▶ Aim of the exercise:
Show all lines from the data that include the word "DeserializeOwned".

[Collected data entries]
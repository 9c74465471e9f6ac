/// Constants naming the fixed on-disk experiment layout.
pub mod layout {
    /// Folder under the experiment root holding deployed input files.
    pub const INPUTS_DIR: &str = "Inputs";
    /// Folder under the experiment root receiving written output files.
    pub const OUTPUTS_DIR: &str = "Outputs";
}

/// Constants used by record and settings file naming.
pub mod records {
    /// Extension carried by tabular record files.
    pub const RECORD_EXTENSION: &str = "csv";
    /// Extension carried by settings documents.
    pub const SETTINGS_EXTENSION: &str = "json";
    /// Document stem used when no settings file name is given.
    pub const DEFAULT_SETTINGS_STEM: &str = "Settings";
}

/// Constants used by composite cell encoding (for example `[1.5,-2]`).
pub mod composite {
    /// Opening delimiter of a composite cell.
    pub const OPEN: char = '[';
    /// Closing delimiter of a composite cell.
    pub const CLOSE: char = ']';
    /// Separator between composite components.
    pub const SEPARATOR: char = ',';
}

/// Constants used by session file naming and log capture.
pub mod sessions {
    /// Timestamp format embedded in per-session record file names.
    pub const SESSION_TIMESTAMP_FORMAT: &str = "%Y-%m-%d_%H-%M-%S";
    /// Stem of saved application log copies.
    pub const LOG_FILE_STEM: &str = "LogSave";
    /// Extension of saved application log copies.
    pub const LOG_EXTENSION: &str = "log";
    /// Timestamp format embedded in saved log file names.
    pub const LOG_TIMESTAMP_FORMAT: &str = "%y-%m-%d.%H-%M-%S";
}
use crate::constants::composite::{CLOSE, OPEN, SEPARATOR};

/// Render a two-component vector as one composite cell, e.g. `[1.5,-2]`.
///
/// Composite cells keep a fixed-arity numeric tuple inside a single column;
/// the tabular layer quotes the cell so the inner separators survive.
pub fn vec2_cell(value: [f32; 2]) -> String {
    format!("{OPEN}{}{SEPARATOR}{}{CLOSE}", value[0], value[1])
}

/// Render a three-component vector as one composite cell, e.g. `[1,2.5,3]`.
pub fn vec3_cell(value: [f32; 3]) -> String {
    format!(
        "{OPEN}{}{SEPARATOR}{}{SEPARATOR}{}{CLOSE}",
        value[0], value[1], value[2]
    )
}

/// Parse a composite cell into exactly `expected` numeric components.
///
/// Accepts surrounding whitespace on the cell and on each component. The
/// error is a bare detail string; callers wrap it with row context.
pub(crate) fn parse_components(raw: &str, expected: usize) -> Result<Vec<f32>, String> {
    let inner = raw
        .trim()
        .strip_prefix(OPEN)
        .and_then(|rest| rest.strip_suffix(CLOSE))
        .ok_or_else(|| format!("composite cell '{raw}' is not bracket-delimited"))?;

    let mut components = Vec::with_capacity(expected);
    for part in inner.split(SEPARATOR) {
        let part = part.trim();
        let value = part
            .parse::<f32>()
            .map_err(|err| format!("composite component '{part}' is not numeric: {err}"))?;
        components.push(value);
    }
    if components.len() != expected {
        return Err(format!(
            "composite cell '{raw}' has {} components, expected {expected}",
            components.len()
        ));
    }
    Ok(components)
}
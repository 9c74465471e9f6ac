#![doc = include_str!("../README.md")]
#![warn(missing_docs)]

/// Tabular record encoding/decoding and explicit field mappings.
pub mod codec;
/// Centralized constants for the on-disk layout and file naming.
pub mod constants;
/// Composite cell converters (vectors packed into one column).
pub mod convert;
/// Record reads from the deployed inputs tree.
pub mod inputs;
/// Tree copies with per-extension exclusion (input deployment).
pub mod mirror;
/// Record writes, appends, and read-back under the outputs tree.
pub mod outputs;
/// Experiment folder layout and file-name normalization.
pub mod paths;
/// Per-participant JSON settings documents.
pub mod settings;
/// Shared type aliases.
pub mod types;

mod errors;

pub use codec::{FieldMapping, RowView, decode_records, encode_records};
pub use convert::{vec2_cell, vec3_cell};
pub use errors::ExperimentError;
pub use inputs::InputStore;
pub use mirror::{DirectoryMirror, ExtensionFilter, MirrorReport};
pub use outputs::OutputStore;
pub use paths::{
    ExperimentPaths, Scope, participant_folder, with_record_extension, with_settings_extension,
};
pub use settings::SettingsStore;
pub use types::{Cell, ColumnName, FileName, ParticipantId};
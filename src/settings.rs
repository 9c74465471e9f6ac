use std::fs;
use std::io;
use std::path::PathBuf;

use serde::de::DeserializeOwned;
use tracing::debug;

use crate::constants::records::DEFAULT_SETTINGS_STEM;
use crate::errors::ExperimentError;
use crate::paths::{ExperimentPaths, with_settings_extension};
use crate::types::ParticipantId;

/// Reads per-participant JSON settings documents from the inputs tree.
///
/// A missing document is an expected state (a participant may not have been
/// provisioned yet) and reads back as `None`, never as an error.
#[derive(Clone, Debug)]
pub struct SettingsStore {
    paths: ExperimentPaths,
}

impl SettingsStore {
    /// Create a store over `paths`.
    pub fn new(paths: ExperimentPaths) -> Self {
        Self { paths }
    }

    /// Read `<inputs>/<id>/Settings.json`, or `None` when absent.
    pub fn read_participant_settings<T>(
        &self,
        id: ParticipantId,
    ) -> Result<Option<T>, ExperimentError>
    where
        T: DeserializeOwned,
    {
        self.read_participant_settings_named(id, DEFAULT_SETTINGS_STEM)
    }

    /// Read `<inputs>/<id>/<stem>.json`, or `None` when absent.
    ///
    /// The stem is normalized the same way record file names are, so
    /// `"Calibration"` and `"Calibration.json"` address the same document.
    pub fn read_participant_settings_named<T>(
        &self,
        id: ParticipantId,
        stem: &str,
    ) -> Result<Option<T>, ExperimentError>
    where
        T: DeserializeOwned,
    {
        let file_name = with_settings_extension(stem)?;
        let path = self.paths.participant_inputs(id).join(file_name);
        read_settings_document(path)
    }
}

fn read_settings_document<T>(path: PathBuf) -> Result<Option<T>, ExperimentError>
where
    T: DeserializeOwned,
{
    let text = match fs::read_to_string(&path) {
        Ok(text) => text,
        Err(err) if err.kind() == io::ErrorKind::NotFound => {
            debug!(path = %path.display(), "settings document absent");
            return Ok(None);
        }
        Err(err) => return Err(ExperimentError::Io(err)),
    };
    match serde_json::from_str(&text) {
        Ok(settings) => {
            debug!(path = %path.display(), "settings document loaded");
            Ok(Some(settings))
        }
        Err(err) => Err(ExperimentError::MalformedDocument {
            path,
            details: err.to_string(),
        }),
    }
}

▶ Finished task:
use serde::de::DeserializeOwned;
        T: DeserializeOwned,
        T: DeserializeOwned,
    T: DeserializeOwned,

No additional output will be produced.